The material below must be restated exactly, line by line.

(Source information Opens)

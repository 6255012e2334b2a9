//! Integration tests for sotaog-client.
//!
//! These tests verify the client API surface without requiring a running server.

use sotaog_client::{
    Client, ClientConfig, ClientError, DatapointQuery, FinancialsQuery, StrappingTable,
    TypeCurveQuery,
};

#[test]
fn test_client_invalid_url() {
    // Missing protocol
    let result = Client::connect("localhost:8080", "id", "secret", None);

    match result {
        Err(ClientError::InvalidUrl(msg)) => {
            assert!(msg.contains("http://"));
        }
        other => panic!("Expected InvalidUrl error, got {other:?}"),
    }
}

#[test]
fn test_client_unreachable_server() {
    let result = Client::connect("http://127.0.0.1:1", "id", "secret", None);

    match result {
        Err(ClientError::Transport { operation, .. }) => {
            assert_eq!(operation, "authenticate to API");
        }
        other => panic!("Expected Transport error, got {other:?}"),
    }
}

#[test]
fn test_from_config_validates_url() {
    let config = ClientConfig::new("ftp://example.com", "id", "secret");
    assert!(matches!(
        Client::from_config(&config),
        Err(ClientError::InvalidUrl(_))
    ));
}

#[test]
fn test_error_display() {
    let error = ClientError::Auth { status: 401 };
    assert_eq!(error.to_string(), "unable to authenticate to API (status 401)");
    assert!(error.is_auth());
    assert_eq!(error.status(), Some(401));

    let error = ClientError::Status {
        operation: "retrieve truck tickets".to_string(),
        status: 500,
        body: "boom".to_string(),
    };
    assert_eq!(
        error.to_string(),
        "unable to retrieve truck tickets (status 500)"
    );
    assert!(!error.is_auth());

    let error = ClientError::InvalidUrl("bad".to_string());
    assert_eq!(error.to_string(), "Invalid URL: bad");
    assert_eq!(error.status(), None);
}

#[test]
fn test_query_defaults() {
    let window = DatapointQuery::default();
    assert_eq!(window.sort.as_deref(), Some("desc"));
    assert_eq!(window.limit, Some(100));

    assert!(TypeCurveQuery::default().combine);

    let financials = FinancialsQuery::default();
    assert_eq!(financials.asset_type, "wells");
    assert_eq!(financials.kind, "production");
}

#[test]
fn test_strapping_table_public_api() {
    let table = StrappingTable::parse("0.0,0\n1.5,100\n3.0,250\n").unwrap();

    let rows: Vec<_> = table.iter().collect();
    assert_eq!(rows, vec![(0.0, 0.0), (1.5, 100.0), (3.0, 250.0)]);
    assert!(StrappingTable::parse("1.5;100").is_err());
}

(Source information Closes)

Answer space:
repository 6255012e2334b2a9
//! Integration tests for sotaog-client.
//!
//! These tests verify the client API surface without requiring a running server.

use sotaog_client::{
    Client, ClientConfig, ClientError, DatapointQuery, FinancialsQuery, StrappingTable,
    TypeCurveQuery,
};

#[test]
fn test_client_invalid_url() {
    // Missing protocol
    let result = Client::connect("localhost:8080", "id", "secret", None);

    match result {
        Err(ClientError::InvalidUrl(msg)) => {
            assert!(msg.contains("http://"));
        }
        other => panic!("Expected InvalidUrl error, got {other:?}"),
    }
}

#[test]
fn test_client_unreachable_server() {
    let result = Client::connect("http://127.0.0.1:1", "id", "secret", None);

    match result {
        Err(ClientError::Transport { operation, .. }) => {
            assert_eq!(operation, "authenticate to API");
        }
        other => panic!("Expected Transport error, got {other:?}"),
    }
}

#[test]
fn test_from_config_validates_url() {
    let config = ClientConfig::new("ftp://example.com", "id", "secret");
    assert!(matches!(
        Client::from_config(&config),
        Err(ClientError::InvalidUrl(_))
    ));
}

#[test]
fn test_error_display() {
    let error = ClientError::Auth { status: 401 };
    assert_eq!(error.to_string(), "unable to authenticate to API (status 401)");
    assert!(error.is_auth());
    assert_eq!(error.status(), Some(401));

    let error = ClientError::Status {
        operation: "retrieve truck tickets".to_string(),
        status: 500,
        body: "boom".to_string(),
    };
    assert_eq!(
        error.to_string(),
        "unable to retrieve truck tickets (status 500)"
    );
    assert!(!error.is_auth());

    let error = ClientError::InvalidUrl("bad".to_string());
    assert_eq!(error.to_string(), "Invalid URL: bad");
    assert_eq!(error.status(), None);
}

#[test]
fn test_query_defaults() {
    let window = DatapointQuery::default();
    assert_eq!(window.sort.as_deref(), Some("desc"));
    assert_eq!(window.limit, Some(100));

    assert!(TypeCurveQuery::default().combine);

    let financials = FinancialsQuery::default();
    assert_eq!(financials.asset_type, "wells");
    assert_eq!(financials.kind, "production");
}

#[test]
fn test_strapping_table_public_api() {
    let table = StrappingTable::parse("0.0,0\n1.5,100\n3.0,250\n").unwrap();

    let rows: Vec<_> = table.iter().collect();
    assert_eq!(rows, vec![(0.0, 0.0), (1.5, 100.0), (3.0, 250.0)]);
    assert!(StrappingTable::parse("1.5;100").is_err());
}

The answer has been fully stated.